A MORE DETAILED LOOK AT SEPKOSKI'S EVOLUTIONARY FAUNAS: TWELVE FAUNAS


BUSH, Andrew M., Ecology and Evolutionary Biology and Center for Integrative Geosciences, University of Connecticut, 75 N. Eagleville Road, Unit 3043, Storrs, CT 06269 and BAMBACH, Richard K., Department of Paleobiology, National Museum of Natural History, Smithsonian Institution, MRC-121, P. O. Box 37012, Washington, DC 20013-7012, andrew.bush@uconn.edu

Sepkoski’s factor analytic description of the Phanerozoic marine fossil record is the classic depiction of taxonomic turnover in marine metazoa on geological time scales (Sepkoski 1981, Paleobiology). His analysis of the number of families within classes revealed that diversity history could be described simply by the successive dominance of three evolutionary faunas: the Cambrian, Paleozoic, and Modern. Here, we perform a similar analysis on his genus-level database using cluster analysis, but we split the ten most diverse classes in the dataset into subtaxa in order to observe additional details of taxonomic turnover.
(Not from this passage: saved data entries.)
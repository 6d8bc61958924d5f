//! Configuration system for the chat server.
//!
//! Resolution order: environment variables → config file → defaults.
//!
//! Config file location:
//!   1. $CHAT_CONFIG (explicit override)
//!   2. $XDG_CONFIG_HOME/udpchat/config.toml
//!   3. ~/.config/udpchat/config.toml

use serde::{Deserialize, Serialize};
use std::path::PathBuf;

/// Top-level configuration.
#[derive(Debug, Clone, Serialize, Deserialize)]
#[serde(default)]
pub struct ChatConfig {
    pub network: NetworkConfig,
    pub storage: StorageConfig,
    pub session: SessionConfig,
    pub dispatcher: DispatcherConfig,
    pub assistant: AssistantConfig,
}

#[derive(Debug, Clone, Serialize, Deserialize)]
#[serde(default)]
pub struct NetworkConfig {
    pub server_ip: String,
    pub server_port: u16,
    /// Size in bytes of the UDP receive buffer.
    pub buffer_size: usize,
    pub debug: bool,
}

#[derive(Debug, Clone, Serialize, Deserialize)]
#[serde(default)]
pub struct StorageConfig {
    /// Root directory holding `db/` and `keys/` subdirectories.
    pub storage_dir: PathBuf,
}

#[derive(Debug, Clone, Serialize, Deserialize)]
#[serde(default)]
pub struct SessionConfig {
    /// Seconds of inactivity after which a session is evicted from the
    /// in-memory table and purged from the repository.
    pub inactivity_timeout_secs: u64,
    /// How often the sweeper scans for inactive sessions.
    pub sweep_interval_secs: u64,
    /// Sweeps between each repository-level purge.
    pub sweeps_per_purge: u32,
}

#[derive(Debug, Clone, Serialize, Deserialize)]
#[serde(default)]
pub struct DispatcherConfig {
    pub max_retries: u32,
    pub retry_interval_secs: u64,
}

/// Which language-model backend to use for AI_MESSAGE.
#[derive(Debug, Clone, Copy, PartialEq, Eq, Serialize, Deserialize)]
#[serde(rename_all = "lowercase")]
pub enum AiMode {
    Ollama,
    Gpt,
}

#[derive(Debug, Clone, Serialize, Deserialize)]
#[serde(default)]
pub struct AssistantConfig {
    pub ai_mode: AiMode,
    /// API key for the hosted chat-completion provider (AiMode::Gpt).
    pub openai_api_key: Option<String>,
    /// Base URL for the local model runner (AiMode::Ollama).
    pub ollama_base_url: String,
    pub model: String,
}

// ── Defaults ──────────────────────────────────────────────────────────────────

impl Default for ChatConfig {
    fn default() -> Self {
        Self {
            network: NetworkConfig::default(),
            storage: StorageConfig::default(),
            session: SessionConfig::default(),
            dispatcher: DispatcherConfig::default(),
            assistant: AssistantConfig::default(),
        }
    }
}

impl Default for NetworkConfig {
    fn default() -> Self {
        Self {
            server_ip: "127.0.0.1".to_string(),
            server_port: 9999,
            buffer_size: 8192,
            debug: false,
        }
    }
}

impl Default for StorageConfig {
    fn default() -> Self {
        Self {
            storage_dir: data_dir(),
        }
    }
}

impl Default for SessionConfig {
    fn default() -> Self {
        Self {
            inactivity_timeout_secs: 60,
            sweep_interval_secs: 10,
            sweeps_per_purge: 6,
        }
    }
}

impl Default for DispatcherConfig {
    fn default() -> Self {
        Self {
            max_retries: 5,
            retry_interval_secs: 2,
        }
    }
}

impl Default for AiMode {
    fn default() -> Self {
        AiMode::Ollama
    }
}

impl Default for AssistantConfig {
    fn default() -> Self {
        Self {
            ai_mode: AiMode::default(),
            openai_api_key: None,
            ollama_base_url: "http://localhost:11434".to_string(),
            model: "llama3".to_string(),
        }
    }
}

impl StorageConfig {
    pub fn db_dir(&self) -> PathBuf {
        self.storage_dir.join("db")
    }

    pub fn db_path(&self) -> PathBuf {
        self.db_dir().join("udpchat.sqlite3")
    }

    pub fn keys_dir(&self) -> PathBuf {
        self.storage_dir.join("keys")
    }

    pub fn private_key_path(&self) -> PathBuf {
        self.keys_dir().join("server_private.pem")
    }

    pub fn public_key_path(&self) -> PathBuf {
        self.keys_dir().join("server_public.pem")
    }
}

// ── Path helpers ──────────────────────────────────────────────────────────────

fn config_dir() -> PathBuf {
    std::env::var("XDG_CONFIG_HOME")
        .map(PathBuf::from)
        .unwrap_or_else(|_| dirs_or_home().join(".config"))
        .join("udpchat")
}

fn data_dir() -> PathBuf {
    std::env::var("XDG_DATA_HOME")
        .map(PathBuf::from)
        .unwrap_or_else(|_| dirs_or_home().join(".local").join("share"))
        .join("udpchat")
}

fn dirs_or_home() -> PathBuf {
    std::env::var("HOME")
        .map(PathBuf::from)
        .unwrap_or_else(|_| PathBuf::from("/tmp"))
}

// ── Errors ────────────────────────────────────────────────────────────────────

#[derive(Debug, thiserror::Error)]
pub enum ConfigError {
    #[error("failed to read {0}: {1}")]
    ReadFailed(PathBuf, std::io::Error),
    #[error("failed to parse {0}: {1}")]
    ParseFailed(PathBuf, toml::de::Error),
    #[error("failed to write {0}: {1}")]
    WriteFailed(PathBuf, std::io::Error),
    #[error("failed to serialize: {0}")]
    SerializeFailed(toml::ser::Error),
}

// ── Loading ───────────────────────────────────────────────────────────────────

impl ChatConfig {
    /// Load config: env vars → file → defaults.
    pub fn load() -> Result<Self, ConfigError> {
        let path = Self::file_path();
        let mut config = if path.exists() {
            let text = std::fs::read_to_string(&path)
                .map_err(|e| ConfigError::ReadFailed(path.clone(), e))?;
            toml::from_str(&text).map_err(|e| ConfigError::ParseFailed(path.clone(), e))?
        } else {
            ChatConfig::default()
        };
        config.apply_env_overrides();
        Ok(config)
    }

    /// Config file path.
    pub fn file_path() -> PathBuf {
        std::env::var("CHAT_CONFIG")
            .map(PathBuf::from)
            .unwrap_or_else(|_| config_dir().join("config.toml"))
    }

    /// Write default config if none exists. Returns the path.
    pub fn write_default_if_missing() -> Result<PathBuf, ConfigError> {
        let path = Self::file_path();
        if !path.exists() {
            if let Some(parent) = path.parent() {
                std::fs::create_dir_all(parent)
                    .map_err(|e| ConfigError::WriteFailed(path.clone(), e))?;
            }
            let text = toml::to_string_pretty(&ChatConfig::default())
                .map_err(ConfigError::SerializeFailed)?;
            std::fs::write(&path, text)
                .map_err(|e| ConfigError::WriteFailed(path.clone(), e))?;
        }
        Ok(path)
    }

    /// Apply environment variable overrides using bare names (`SERVER_IP`,
    /// `SERVER_PORT`, ...) rather than a `CHAT_NETWORK__*`-style prefix, to
    /// stay compatible with how operators already set these.
    fn apply_env_overrides(&mut self) {
        if let Ok(v) = std::env::var("SERVER_IP") {
            self.network.server_ip = v;
        }
        if let Ok(v) = std::env::var("SERVER_PORT") {
            if let Ok(p) = v.parse() {
                self.network.server_port = p;
            }
        }
        if let Ok(v) = std::env::var("BUFFER_SIZE") {
            if let Ok(n) = v.parse() {
                self.network.buffer_size = n;
            }
        }
        if let Ok(v) = std::env::var("DEBUG") {
            self.network.debug = v == "true" || v == "1";
        }
        if let Ok(v) = std::env::var("STORAGE_DIR") {
            self.storage.storage_dir = PathBuf::from(v);
        }
        if let Ok(v) = std::env::var("AI_MODE") {
            self.assistant.ai_mode = match v.as_str() {
                "gpt" => AiMode::Gpt,
                _ => AiMode::Ollama,
            };
        }
        if let Ok(v) = std::env::var("OPENAI_API_KEY") {
            self.assistant.openai_api_key = Some(v);
        }
        if let Ok(v) = std::env::var("OLLAMA_BASE_URL") {
            self.assistant.ollama_base_url = v;
        }
    }
}

#[cfg(test)]
mod tests {
    use super::*;

    #[test]
    fn default_config_matches_documented_defaults() {
        let config = ChatConfig::default();
        assert_eq!(config.network.server_ip, "127.0.0.1");
        assert_eq!(config.network.server_port, 9999);
        assert_eq!(config.network.buffer_size, 8192);
        assert!(!config.network.debug);
        assert_eq!(config.assistant.ai_mode, AiMode::Ollama);
    }

    #[test]
    fn storage_paths_nest_under_storage_dir() {
        let mut config = ChatConfig::default();
        config.storage.storage_dir = PathBuf::from("/tmp/udpchat-test");
        assert_eq!(config.storage.db_path(), PathBuf::from("/tmp/udpchat-test/db/udpchat.sqlite3"));
        assert_eq!(
            config.storage.private_key_path(),
            PathBuf::from("/tmp/udpchat-test/keys/server_private.pem")
        );
    }

    #[test]
    fn write_default_if_missing_creates_file() {
        let tmp = std::env::temp_dir().join(format!("udpchat-config-test-{}", std::process::id()));
        let config_path = tmp.join("config.toml");
        std::fs::create_dir_all(&tmp).unwrap();

        unsafe {
            std::env::set_var("CHAT_CONFIG", config_path.to_str().unwrap());
        }

        let path = ChatConfig::write_default_if_missing().expect("write_default_if_missing failed");
        assert!(path.exists());

        let config = ChatConfig::load().expect("load should succeed");
        assert_eq!(config.network.server_port, 9999);

        unsafe {
            std::env::remove_var("CHAT_CONFIG");
        }
        let _ = std::fs::remove_dir_all(&tmp);
    }
}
We also converted raw numbers of genera to proportions because we were most interested in changes in dominance (and because biases may affect raw counts of diversity). We identified twelve faunas from the resulting cluster analysis. These faunas were not simple subdivisions of Sepkoski’s faunas; for example, some bivalve subtaxa grouped with faunas that most resembled Sepkoski’s Modern fauna, but others grouped with faunas that most resembled his Paleozoic fauna. These faunas can also be related to the concept of Ecologic Evolutionary Units (EEU’s). Dominance shifted rapidly from fauna to fauna in the early Paleozoic and then slowed as rates of extinction and origination in the biosphere declined. For example, five of the twelve faunas reached their maximum proportional diversity by the Ordovician. As in Sepkoski’s original analysis, the Permian extinction is obvious because it decimated a major fauna (the Late Paleozoic fauna). However, in this analysis, the other mass extinctions are more apparent as well—they either truncated or permanently reduced the diversity of various faunas. Major radiations (Cambrian, Ordovician, Mesozoic-Cenozoic) correspond with the expansion of new faunas. We use this analysis to examine general changes in the ecological composition of the marine fauna by assigning higher taxa to broad ecological categories. For example, taxa that contain infaunal, predatory, and motile members increased in relative diversity through time.